WHAT THE EXERCISE ASKS. Repeat each entry exactly.

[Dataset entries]
• • •
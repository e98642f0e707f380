//! Bearer-token session storage.
//!
//! The token lives in an external key-value [`TokenStorage`] and is cached in
//! memory. The cache is filled once when the store is opened; changes made to
//! the persisted key by another process are not observed until the next open.

use crate::{Result, RouteError};
use async_trait::async_trait;
use parking_lot::{Mutex, RwLock};
use std::collections::HashMap;
use std::path::{Path, PathBuf};
use std::sync::Arc;
use tracing::debug;

/// External key-value store that persists the session token.
#[async_trait]
pub trait TokenStorage: Send + Sync {
    /// Read the value stored under `key`.
    async fn load(&self, key: &str) -> Result<Option<String>>;

    /// Store `token` under `key`, replacing any previous value.
    async fn store(&self, key: &str, token: &str) -> Result<()>;

    /// Remove `key`. Removing an absent key is not an error.
    async fn remove(&self, key: &str) -> Result<()>;
}

/// In-process storage; nothing survives a restart.
#[derive(Debug, Default)]
pub struct MemoryStorage {
    values: Mutex<HashMap<String, String>>,
}

impl MemoryStorage {
    /// Create an empty storage.
    pub fn new() -> Self {
        Self::default()
    }

    /// Create a storage that already holds a token.
    pub fn with_token(key: impl Into<String>, token: impl Into<String>) -> Self {
        let storage = Self::new();
        storage.values.lock().insert(key.into(), token.into());
        storage
    }

    /// Read a value without going through the trait.
    pub fn peek(&self, key: &str) -> Option<String> {
        self.values.lock().get(key).cloned()
    }
}

#[async_trait]
impl TokenStorage for MemoryStorage {
    async fn load(&self, key: &str) -> Result<Option<String>> {
        Ok(self.peek(key))
    }

    async fn store(&self, key: &str, token: &str) -> Result<()> {
        self.values.lock().insert(key.to_string(), token.to_string());
        Ok(())
    }

    async fn remove(&self, key: &str) -> Result<()> {
        self.values.lock().remove(key);
        Ok(())
    }
}

/// JSON-file storage: `{ "<key>": "<token>" }`.
#[derive(Debug, Clone)]
pub struct FileStorage {
    path: PathBuf,
}

impl FileStorage {
    /// Use the file at `path`. The file is created on first write.
    pub fn new(path: impl Into<PathBuf>) -> Self {
        Self { path: path.into() }
    }

    /// Backing file path.
    pub fn path(&self) -> &Path {
        &self.path
    }

    async fn read_map(&self) -> Result<HashMap<String, String>> {
        match tokio::fs::read(&self.path).await {
            Ok(bytes) if bytes.iter().all(u8::is_ascii_whitespace) => Ok(HashMap::new()),
            Ok(bytes) => serde_json::from_slice(&bytes).map_err(|e| {
                RouteError::Storage(format!("{} is not a session file: {}", self.path.display(), e))
            }),
            Err(e) if e.kind() == std::io::ErrorKind::NotFound => Ok(HashMap::new()),
            Err(e) => Err(e.into()),
        }
    }

    async fn write_map(&self, map: &HashMap<String, String>) -> Result<()> {
        if let Some(parent) = self.path.parent()
            && !parent.as_os_str().is_empty()
        {
            tokio::fs::create_dir_all(parent).await?;
        }
        let bytes = serde_json::to_vec_pretty(map)?;
        tokio::fs::write(&self.path, bytes).await?;
        Ok(())
    }
}

#[async_trait]
impl TokenStorage for FileStorage {
    async fn load(&self, key: &str) -> Result<Option<String>> {
        Ok(self.read_map().await?.remove(key))
    }

    async fn store(&self, key: &str, token: &str) -> Result<()> {
        let mut map = self.read_map().await?;
        map.insert(key.to_string(), token.to_string());
        self.write_map(&map).await
    }

    async fn remove(&self, key: &str) -> Result<()> {
        let mut map = self.read_map().await?;
        if map.remove(key).is_some() {
            self.write_map(&map).await?;
        }
        Ok(())
    }
}

/// The single optional bearer token of a client.
///
/// The token is only ever replaced wholesale: absent, set, cleared.
pub struct SessionStore {
    storage: Arc<dyn TokenStorage>,
    key: String,
    token: RwLock<Option<String>>,
}

impl SessionStore {
    /// Open the store, reading the persisted token once.
    pub async fn open(storage: Arc<dyn TokenStorage>, key: impl Into<String>) -> Result<Self> {
        let key = key.into();
        let token = storage
            .load(&key)
            .await?
            .filter(|token| !token.is_empty());
        debug!(key = %key, present = token.is_some(), "Session store opened");

        Ok(Self {
            storage,
            key,
            token: RwLock::new(token),
        })
    }

    /// Current token, if any.
    pub fn get(&self) -> Option<String> {
        self.token.read().clone()
    }

    /// Check if a token is held.
    pub fn is_authenticated(&self) -> bool {
        self.token.read().is_some()
    }

    /// Persisted key name.
    pub fn key(&self) -> &str {
        &self.key
    }

    /// Replace the token. Storage is written first; on failure the cached
    /// token is left unchanged.
    pub async fn set(&self, token: impl Into<String>) -> Result<()> {
        let token = token.into();
        self.storage.store(&self.key, &token).await?;
        *self.token.write() = Some(token);
        debug!(key = %self.key, "Session token stored");
        Ok(())
    }

    /// Drop the token from storage and cache.
    pub async fn clear(&self) -> Result<()> {
        self.storage.remove(&self.key).await?;
        *self.token.write() = None;
        debug!(key = %self.key, "Session token cleared");
        Ok(())
    }
}

impl std::fmt::Debug for SessionStore {
    fn fmt(&self, f: &mut std::fmt::Formatter<'_>) -> std::fmt::Result {
        f.debug_struct("SessionStore")
            .field("key", &self.key)
            .field("authenticated", &self.is_authenticated())
            .finish()
    }
}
• • •
RESULT.
repository e98642f0e707f380
//! Bearer-token session storage.
//!
//! The token lives in an external key-value [`TokenStorage`] and is cached in
//! memory. The cache is filled once when the store is opened; changes made to
//! the persisted key by another process are not observed until the next open.

use crate::{Result, RouteError};
use async_trait::async_trait;
use parking_lot::{Mutex, RwLock};
use std::collections::HashMap;
use std::path::{Path, PathBuf};
use std::sync::Arc;
use tracing::debug;

/// External key-value store that persists the session token.
#[async_trait]
pub trait TokenStorage: Send + Sync {
    /// Read the value stored under `key`.
    async fn load(&self, key: &str) -> Result<Option<String>>;

    /// Store `token` under `key`, replacing any previous value.
    async fn store(&self, key: &str, token: &str) -> Result<()>;

    /// Remove `key`. Removing an absent key is not an error.
    async fn remove(&self, key: &str) -> Result<()>;
}

/// In-process storage; nothing survives a restart.
#[derive(Debug, Default)]
pub struct MemoryStorage {
    values: Mutex<HashMap<String, String>>,
}

impl MemoryStorage {
    /// Create an empty storage.
    pub fn new() -> Self {
        Self::default()
    }

    /// Create a storage that already holds a token.
    pub fn with_token(key: impl Into<String>, token: impl Into<String>) -> Self {
        let storage = Self::new();
        storage.values.lock().insert(key.into(), token.into());
        storage
    }

    /// Read a value without going through the trait.
    pub fn peek(&self, key: &str) -> Option<String> {
        self.values.lock().get(key).cloned()
    }
}

#[async_trait]
impl TokenStorage for MemoryStorage {
    async fn load(&self, key: &str) -> Result<Option<String>> {
        Ok(self.peek(key))
    }

    async fn store(&self, key: &str, token: &str) -> Result<()> {
        self.values.lock().insert(key.to_string(), token.to_string());
        Ok(())
    }

    async fn remove(&self, key: &str) -> Result<()> {
        self.values.lock().remove(key);
        Ok(())
    }
}

/// JSON-file storage: `{ "<key>": "<token>" }`.
#[derive(Debug, Clone)]
pub struct FileStorage {
    path: PathBuf,
}

impl FileStorage {
    /// Use the file at `path`. The file is created on first write.
    pub fn new(path: impl Into<PathBuf>) -> Self {
        Self { path: path.into() }
    }

    /// Backing file path.
    pub fn path(&self) -> &Path {
        &self.path
    }

    async fn read_map(&self) -> Result<HashMap<String, String>> {
        match tokio::fs::read(&self.path).await {
            Ok(bytes) if bytes.iter().all(u8::is_ascii_whitespace) => Ok(HashMap::new()),
            Ok(bytes) => serde_json::from_slice(&bytes).map_err(|e| {
                RouteError::Storage(format!("{} is not a session file: {}", self.path.display(), e))
            }),
            Err(e) if e.kind() == std::io::ErrorKind::NotFound => Ok(HashMap::new()),
            Err(e) => Err(e.into()),
        }
    }

    async fn write_map(&self, map: &HashMap<String, String>) -> Result<()> {
        if let Some(parent) = self.path.parent()
            && !parent.as_os_str().is_empty()
        {
            tokio::fs::create_dir_all(parent).await?;
        }
        let bytes = serde_json::to_vec_pretty(map)?;
        tokio::fs::write(&self.path, bytes).await?;
        Ok(())
    }
}

#[async_trait]
impl TokenStorage for FileStorage {
    async fn load(&self, key: &str) -> Result<Option<String>> {
        Ok(self.read_map().await?.remove(key))
    }

    async fn store(&self, key: &str, token: &str) -> Result<()> {
        let mut map = self.read_map().await?;
        map.insert(key.to_string(), token.to_string());
        self.write_map(&map).await
    }

    async fn remove(&self, key: &str) -> Result<()> {
        let mut map = self.read_map().await?;
        if map.remove(key).is_some() {
            self.write_map(&map).await?;
        }
        Ok(())
    }
}

/// The single optional bearer token of a client.
///
/// The token is only ever replaced wholesale: absent, set, cleared.
pub struct SessionStore {
    storage: Arc<dyn TokenStorage>,
    key: String,
    token: RwLock<Option<String>>,
}

impl SessionStore {
    /// Open the store, reading the persisted token once.
    pub async fn open(storage: Arc<dyn TokenStorage>, key: impl Into<String>) -> Result<Self> {
        let key = key.into();
        let token = storage
            .load(&key)
            .await?
            .filter(|token| !token.is_empty());
        debug!(key = %key, present = token.is_some(), "Session store opened");

        Ok(Self {
            storage,
            key,
            token: RwLock::new(token),
        })
    }

    /// Current token, if any.
    pub fn get(&self) -> Option<String> {
        self.token.read().clone()
    }

    /// Check if a token is held.
    pub fn is_authenticated(&self) -> bool {
        self.token.read().is_some()
    }

    /// Persisted key name.
    pub fn key(&self) -> &str {
        &self.key
    }

    /// Replace the token. Storage is written first; on failure the cached
    /// token is left unchanged.
    pub async fn set(&self, token: impl Into<String>) -> Result<()> {
        let token = token.into();
        self.storage.store(&self.key, &token).await?;
        *self.token.write() = Some(token);
        debug!(key = %self.key, "Session token stored");
        Ok(())
    }

    /// Drop the token from storage and cache.
    pub async fn clear(&self) -> Result<()> {
        self.storage.remove(&self.key).await?;
        *self.token.write() = None;
        debug!(key = %self.key, "Session token cleared");
        Ok(())
    }
}

impl std::fmt::Debug for SessionStore {
    fn fmt(&self, f: &mut std::fmt::Formatter<'_>) -> std::fmt::Result {
        f.debug_struct("SessionStore")
            .field("key", &self.key)
            .field("authenticated", &self.is_authenticated())
            .finish()
    }
}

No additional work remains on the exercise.